Chromosomal localization of mutated genes in non-syndromic familial thyroid cancer

Abstract

Familial non-medullary thyroid carcinoma (FNMTC) is a type of thyroid cancer characterized by genetic susceptibility, representing approximately 5% of all non-medullary thyroid carcinomas. While some cases of FNMTC are associated with familial multi-organ tumor predisposition syndromes, the majority occur independently. The genetic mechanisms underlying non-syndromic FNMTC remain unclear. Initial studies utilized SNP linkage analysis to identify susceptibility loci, including the 1q21 locus, 2q21 locus, and 4q32 locus, among others.

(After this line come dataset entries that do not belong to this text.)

// Copyright 2026 Hypermesh Foundation. All rights reserved.
// APFlow Wireless Balancing Engine - Stable Priority Queue

//! Binary heap with an injected key comparator.
//!
//! Entries that compare equal come out in insertion order: every push stamps
//! a monotonically increasing sequence number that acts as the secondary key.
//! Re-pushing an item already in the heap replaces its key and re-stamps it,
//! which gives decrease-key (and increase-key) semantics via remove+reinsert.
//! An item is present at most once and is never dropped except by `pop`,
//! `remove` or `clear`.

use std::cmp::Ordering;
use std::collections::HashMap;
use std::hash::Hash;

#[derive(Debug, Clone)]
struct Entry<T, K> {
    item: T,
    key: K,
    seq: u64,
}

pub struct StableHeap<T, K, F>
where
    F: Fn(&K, &K) -> Ordering,
{
    entries: Vec<Entry<T, K>>,
    positions: HashMap<T, usize>,
    compare: F,
    next_seq: u64,
}

/// Min-heap over `f64` keys in IEEE total order.
pub type ScoreHeap<T> = StableHeap<T, f64, fn(&f64, &f64) -> Ordering>;

impl<T: Clone + Eq + Hash> ScoreHeap<T> {
    pub fn by_score() -> Self {
        Self::new(f64::total_cmp as fn(&f64, &f64) -> Ordering)
    }
}

impl<T, K, F> StableHeap<T, K, F>
where
    T: Clone + Eq + Hash,
    F: Fn(&K, &K) -> Ordering,
{
    /// `compare` orders keys; the smallest key is popped first.
    pub fn new(compare: F) -> Self {
        Self {
            entries: Vec::new(),
            positions: HashMap::new(),
            compare,
            next_seq: 0,
        }
    }

    pub fn len(&self) -> usize {
        self.entries.len()
    }

    pub fn is_empty(&self) -> bool {
        self.entries.is_empty()
    }

    pub fn contains(&self, item: &T) -> bool {
        self.positions.contains_key(item)
    }

    pub fn key_of(&self, item: &T) -> Option<&K> {
        self.positions.get(item).map(|&i| &self.entries[i].key)
    }

    /// Insert `item`, or re-key it if present. Returns the replaced key.
    pub fn push(&mut self, item: T, key: K) -> Option<K> {
        let previous = self.remove(&item);
        let seq = self.next_seq;
        self.next_seq += 1;
        let idx = self.entries.len();
        self.positions.insert(item.clone(), idx);
        self.entries.push(Entry { item, key, seq });
        self.sift_up(idx);
        previous
    }

    pub fn peek(&self) -> Option<(&T, &K)> {
        self.entries.first().map(|e| (&e.item, &e.key))
    }

    pub fn pop(&mut self) -> Option<(T, K)> {
        if self.entries.is_empty() {
            return None;
        }
        let entry = self.take(0);
        Some((entry.item, entry.key))
    }

    pub fn remove(&mut self, item: &T) -> Option<K> {
        let idx = *self.positions.get(item)?;
        Some(self.take(idx).key)
    }

    pub fn clear(&mut self) {
        self.entries.clear();
        self.positions.clear();
    }

    /// Drain in priority order.
    pub fn into_sorted_vec(mut self) -> Vec<(T, K)> {
        let mut out = Vec::with_capacity(self.len());
        while let Some(entry) = self.pop() {
            out.push(entry);
        }
        out
    }

    // -- internals --

    fn take(&mut self, idx: usize) -> Entry<T, K> {
        let last = self.entries.len() - 1;
        self.swap(idx, last);
        let entry = self.entries.swap_remove(last);
        self.positions.remove(&entry.item);
        if idx < self.entries.len() {
            self.sift_down(idx);
            self.sift_up(idx);
        }
        entry
    }

    fn less(&self, a: usize, b: usize) -> bool {
        let (ea, eb) = (&self.entries[a], &self.entries[b]);
        match (self.compare)(&ea.key, &eb.key) {
            Ordering::Equal => ea.seq < eb.seq,
            ord => ord == Ordering::Less,
        }
    }

    fn swap(&mut self, a: usize, b: usize) {
        if a == b {
            return;
        }
        self.entries.swap(a, b);
        if let Some(p) = self.positions.get_mut(&self.entries[a].item) {
            *p = a;
        }
        if let Some(p) = self.positions.get_mut(&self.entries[b].item) {
            *p = b;
        }
    }

    fn sift_up(&mut self, mut idx: usize) {
        while idx > 0 {
            let parent = (idx - 1) / 2;
            if !self.less(idx, parent) {
                break;
            }
            self.swap(idx, parent);
            idx = parent;
        }
    }

    fn sift_down(&mut self, mut idx: usize) {
        let len = self.entries.len();
        loop {
            let left = 2 * idx + 1;
            let right = left + 1;
            let mut best = idx;
            if left < len && self.less(left, best) {
                best = left;
            }
            if right < len && self.less(right, best) {
                best = right;
            }
            if best == idx {
                break;
            }
            self.swap(idx, best);
            idx = best;
        }
    }
}

#[cfg(test)]
mod tests {
    use super::*;
    use proptest::prelude::*;

    #[test]
    fn equal_keys_pop_in_insertion_order() {
        let mut heap = ScoreHeap::by_score();
        for (item, key) in [(5_u32, 1.0), (3, 0.5), (9, 1.0), (1, 1.0), (2, 0.5)] {
            heap.push(item, key);
        }
        let order: Vec<u32> = heap.into_sorted_vec().into_iter().map(|(i, _)| i).collect();
        assert_eq!(order, vec![3, 2, 5, 9, 1]);
    }

    #[test]
    fn repush_updates_key_without_duplicating() {
        let mut heap = ScoreHeap::by_score();
        heap.push("a", 3.0);
        heap.push("b", 2.0);
        assert_eq!(heap.push("a", 1.0), Some(3.0));
        assert_eq!(heap.len(), 2);
        assert_eq!(heap.peek(), Some((&"a", &1.0)));
        assert_eq!(heap.push("a", 5.0), Some(1.0));
        assert_eq!(heap.pop(), Some(("b", 2.0)));
        assert_eq!(heap.pop(), Some(("a", 5.0)));
        assert!(heap.pop().is_none());
    }

    #[test]
    fn reinserted_tie_goes_behind_existing_ties() {
        let mut heap = ScoreHeap::by_score();
        heap.push(1_u32, 0.0);
        heap.push(2, 0.0);
        heap.push(1, 0.0);
        assert_eq!(heap.pop().map(|(i, _)| i), Some(2));
    }

    #[test]
    fn injected_comparator_builds_max_heap() {
        let mut heap = StableHeap::new(|a: &i32, b: &i32| b.cmp(a));
        for (item, key) in [('x', 1), ('y', 7), ('z', 7), ('w', 3)] {
            heap.push(item, key);
        }
        let order: Vec<char> = heap.into_sorted_vec().into_iter().map(|(i, _)| i).collect();
        assert_eq!(order, vec!['y', 'z', 'w', 'x']);
    }

    #[test]
    fn remove_from_middle_keeps_heap_valid() {
        let mut heap = ScoreHeap::by_score();
        for i in 0..10_u32 {
            heap.push(i, f64::from(10 - i));
        }
        assert_eq!(heap.remove(&4), Some(6.0));
        assert_eq!(heap.remove(&4), None);
        assert!(!heap.contains(&4));
        let keys: Vec<f64> = heap.into_sorted_vec().into_iter().map(|(_, k)| k).collect();
        assert!(keys.windows(2).all(|w| w[0] <= w[1]));
        assert_eq!(keys.len(), 9);
    }

    proptest! {
        #[test]
        fn pops_are_sorted_and_stable(keys in prop::collection::vec(0_u8..4, 0..40)) {
            let mut heap = StableHeap::new(|a: &u8, b: &u8| a.cmp(b));
            for (i, &k) in keys.iter().enumerate() {
                heap.push(i, k);
            }
            let popped = heap.into_sorted_vec();
            prop_assert_eq!(popped.len(), keys.len());
            let mut expected: Vec<(usize, u8)> = keys.iter().copied().enumerate().collect();
            expected.sort_by_key(|&(i, k)| (k, i));
            prop_assert_eq!(popped, expected);
        }
    }
}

Subsequent research employed more advanced techniques such as Genome-wide Association Study and Whole Exome Sequencing, leading to the discovery of genes such as IMMP2L, GALNTL4, WDR11-AS1, DUOX2, NOP53, MAP2K5, and others. But FNMTC exhibits strong genetic heterogeneity, with each family having its own pathogenic genes. This is the first article to provide a chromosomal landscape map of susceptibility genes associated with non-syndromic FNMTC and analyze their potential associations. It also presents a detailed summary of variant loci, characteristics, research methodologies, and validation results from different countries.